RECORDS FOR THIS EXERCISE:

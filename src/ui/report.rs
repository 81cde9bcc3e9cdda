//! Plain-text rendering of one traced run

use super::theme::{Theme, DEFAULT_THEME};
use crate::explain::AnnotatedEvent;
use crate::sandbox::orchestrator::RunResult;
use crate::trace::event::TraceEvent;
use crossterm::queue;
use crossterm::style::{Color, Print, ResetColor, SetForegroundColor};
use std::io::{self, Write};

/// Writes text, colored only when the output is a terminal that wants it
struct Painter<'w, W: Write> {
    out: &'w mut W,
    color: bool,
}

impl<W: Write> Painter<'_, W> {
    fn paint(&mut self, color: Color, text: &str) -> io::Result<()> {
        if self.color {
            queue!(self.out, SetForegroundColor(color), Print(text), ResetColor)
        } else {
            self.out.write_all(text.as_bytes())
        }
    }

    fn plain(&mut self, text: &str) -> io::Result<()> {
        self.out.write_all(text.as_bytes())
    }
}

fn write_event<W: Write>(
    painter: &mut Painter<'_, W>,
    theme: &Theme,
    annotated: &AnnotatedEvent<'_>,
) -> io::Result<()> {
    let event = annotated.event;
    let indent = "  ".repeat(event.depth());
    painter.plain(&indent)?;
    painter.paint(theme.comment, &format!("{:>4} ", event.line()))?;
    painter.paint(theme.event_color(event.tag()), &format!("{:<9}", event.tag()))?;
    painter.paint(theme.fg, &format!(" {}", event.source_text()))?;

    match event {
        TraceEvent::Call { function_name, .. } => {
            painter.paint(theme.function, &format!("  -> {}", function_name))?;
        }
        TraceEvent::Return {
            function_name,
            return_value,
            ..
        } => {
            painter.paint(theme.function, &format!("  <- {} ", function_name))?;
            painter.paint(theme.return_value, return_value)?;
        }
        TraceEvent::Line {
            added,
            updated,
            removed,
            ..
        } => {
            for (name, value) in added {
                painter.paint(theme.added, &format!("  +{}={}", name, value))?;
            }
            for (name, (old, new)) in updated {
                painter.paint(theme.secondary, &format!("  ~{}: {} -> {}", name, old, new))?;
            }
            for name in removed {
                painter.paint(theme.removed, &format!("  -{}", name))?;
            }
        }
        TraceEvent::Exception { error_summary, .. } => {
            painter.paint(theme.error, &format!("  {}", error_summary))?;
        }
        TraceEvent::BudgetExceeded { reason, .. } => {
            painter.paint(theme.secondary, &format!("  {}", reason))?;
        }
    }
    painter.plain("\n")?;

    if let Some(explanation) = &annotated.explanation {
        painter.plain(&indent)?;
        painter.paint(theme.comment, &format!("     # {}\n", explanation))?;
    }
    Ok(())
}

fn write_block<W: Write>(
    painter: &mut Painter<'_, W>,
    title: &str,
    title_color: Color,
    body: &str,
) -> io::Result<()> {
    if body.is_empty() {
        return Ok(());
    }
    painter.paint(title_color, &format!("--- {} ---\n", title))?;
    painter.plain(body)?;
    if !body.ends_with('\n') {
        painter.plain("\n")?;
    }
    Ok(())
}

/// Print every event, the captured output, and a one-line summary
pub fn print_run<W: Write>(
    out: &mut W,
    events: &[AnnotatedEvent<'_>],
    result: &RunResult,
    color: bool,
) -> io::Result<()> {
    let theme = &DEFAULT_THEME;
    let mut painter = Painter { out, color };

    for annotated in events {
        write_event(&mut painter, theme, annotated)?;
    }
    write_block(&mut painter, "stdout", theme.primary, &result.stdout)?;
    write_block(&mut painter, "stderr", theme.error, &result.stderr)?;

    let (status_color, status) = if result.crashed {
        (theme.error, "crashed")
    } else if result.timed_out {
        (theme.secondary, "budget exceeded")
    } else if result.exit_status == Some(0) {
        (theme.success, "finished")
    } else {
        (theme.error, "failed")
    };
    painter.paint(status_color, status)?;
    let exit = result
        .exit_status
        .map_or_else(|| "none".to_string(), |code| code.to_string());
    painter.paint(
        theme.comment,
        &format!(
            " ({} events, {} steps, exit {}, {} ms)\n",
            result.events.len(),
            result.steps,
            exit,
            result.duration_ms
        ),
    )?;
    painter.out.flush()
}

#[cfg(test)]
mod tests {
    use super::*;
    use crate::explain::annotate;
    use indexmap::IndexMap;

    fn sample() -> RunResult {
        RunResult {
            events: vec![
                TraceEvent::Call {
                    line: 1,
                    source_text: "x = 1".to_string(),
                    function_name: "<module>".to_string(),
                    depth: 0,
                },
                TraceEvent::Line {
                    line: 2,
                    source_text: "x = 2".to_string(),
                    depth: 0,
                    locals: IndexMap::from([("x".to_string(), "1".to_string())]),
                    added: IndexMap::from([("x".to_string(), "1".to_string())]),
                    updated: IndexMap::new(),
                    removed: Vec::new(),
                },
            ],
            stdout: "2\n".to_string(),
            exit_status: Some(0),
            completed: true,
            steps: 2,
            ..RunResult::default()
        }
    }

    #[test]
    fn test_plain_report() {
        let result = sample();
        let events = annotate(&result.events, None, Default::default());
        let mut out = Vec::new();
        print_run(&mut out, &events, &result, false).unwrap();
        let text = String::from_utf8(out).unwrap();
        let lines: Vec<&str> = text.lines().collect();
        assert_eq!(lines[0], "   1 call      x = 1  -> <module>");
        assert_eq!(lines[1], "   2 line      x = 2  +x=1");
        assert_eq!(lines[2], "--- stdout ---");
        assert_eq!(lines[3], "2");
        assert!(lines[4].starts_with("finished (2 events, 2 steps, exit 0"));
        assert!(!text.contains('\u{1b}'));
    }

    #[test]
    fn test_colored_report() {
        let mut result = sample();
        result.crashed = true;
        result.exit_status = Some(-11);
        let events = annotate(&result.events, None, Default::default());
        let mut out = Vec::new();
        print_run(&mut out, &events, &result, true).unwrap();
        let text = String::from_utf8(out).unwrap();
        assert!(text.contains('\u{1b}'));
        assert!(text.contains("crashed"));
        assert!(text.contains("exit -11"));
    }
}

TASK: Answer with a single number: how many lines above hold the word "finished"?

REPLY: 2